- Description of the task
State the number of lines below in which the word "HeaderMap" appears. Nothing else belongs in the answer.

- Source data

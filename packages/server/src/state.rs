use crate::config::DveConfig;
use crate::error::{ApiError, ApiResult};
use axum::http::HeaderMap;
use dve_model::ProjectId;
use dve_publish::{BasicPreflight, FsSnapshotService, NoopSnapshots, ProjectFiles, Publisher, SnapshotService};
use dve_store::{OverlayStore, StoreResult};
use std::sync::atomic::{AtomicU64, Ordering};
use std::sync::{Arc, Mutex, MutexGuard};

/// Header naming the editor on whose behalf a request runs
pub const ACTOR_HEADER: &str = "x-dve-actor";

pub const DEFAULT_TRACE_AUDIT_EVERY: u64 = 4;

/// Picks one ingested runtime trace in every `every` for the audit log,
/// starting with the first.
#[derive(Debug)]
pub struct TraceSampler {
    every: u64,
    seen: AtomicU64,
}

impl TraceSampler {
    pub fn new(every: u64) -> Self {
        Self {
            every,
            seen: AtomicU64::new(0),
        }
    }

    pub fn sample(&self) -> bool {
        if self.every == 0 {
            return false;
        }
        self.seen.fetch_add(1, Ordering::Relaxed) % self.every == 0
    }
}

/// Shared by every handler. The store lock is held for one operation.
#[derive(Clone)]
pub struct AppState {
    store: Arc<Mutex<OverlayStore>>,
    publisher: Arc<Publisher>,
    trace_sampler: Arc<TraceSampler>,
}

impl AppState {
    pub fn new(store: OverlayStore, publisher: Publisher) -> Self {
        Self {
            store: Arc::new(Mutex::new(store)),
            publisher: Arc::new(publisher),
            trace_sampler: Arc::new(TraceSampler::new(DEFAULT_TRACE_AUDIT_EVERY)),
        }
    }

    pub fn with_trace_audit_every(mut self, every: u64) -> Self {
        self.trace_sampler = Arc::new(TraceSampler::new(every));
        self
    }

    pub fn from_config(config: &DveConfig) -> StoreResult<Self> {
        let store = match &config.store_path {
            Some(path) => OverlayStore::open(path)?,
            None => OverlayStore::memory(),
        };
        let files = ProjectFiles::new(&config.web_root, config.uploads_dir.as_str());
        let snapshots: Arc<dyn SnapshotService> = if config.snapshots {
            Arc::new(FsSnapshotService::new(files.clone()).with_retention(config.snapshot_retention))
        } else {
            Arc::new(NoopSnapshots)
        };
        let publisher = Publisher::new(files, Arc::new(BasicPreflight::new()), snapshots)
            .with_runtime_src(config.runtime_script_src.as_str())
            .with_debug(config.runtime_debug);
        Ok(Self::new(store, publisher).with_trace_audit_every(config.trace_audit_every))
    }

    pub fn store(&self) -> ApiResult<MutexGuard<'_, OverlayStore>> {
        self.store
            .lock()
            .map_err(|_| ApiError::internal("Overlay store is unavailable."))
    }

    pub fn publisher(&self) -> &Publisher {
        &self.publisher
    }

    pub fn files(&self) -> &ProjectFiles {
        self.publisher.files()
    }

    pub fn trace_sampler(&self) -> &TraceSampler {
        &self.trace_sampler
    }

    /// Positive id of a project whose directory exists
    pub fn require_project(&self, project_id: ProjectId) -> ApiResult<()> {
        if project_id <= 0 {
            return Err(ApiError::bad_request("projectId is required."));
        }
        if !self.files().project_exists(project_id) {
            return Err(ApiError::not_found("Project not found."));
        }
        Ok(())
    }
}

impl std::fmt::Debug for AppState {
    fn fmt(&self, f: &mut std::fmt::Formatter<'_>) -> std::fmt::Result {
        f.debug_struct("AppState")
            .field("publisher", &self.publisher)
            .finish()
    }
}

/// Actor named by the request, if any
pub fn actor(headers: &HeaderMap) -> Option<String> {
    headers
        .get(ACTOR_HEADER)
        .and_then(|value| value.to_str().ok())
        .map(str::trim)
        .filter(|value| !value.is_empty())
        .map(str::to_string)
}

- Task answer
2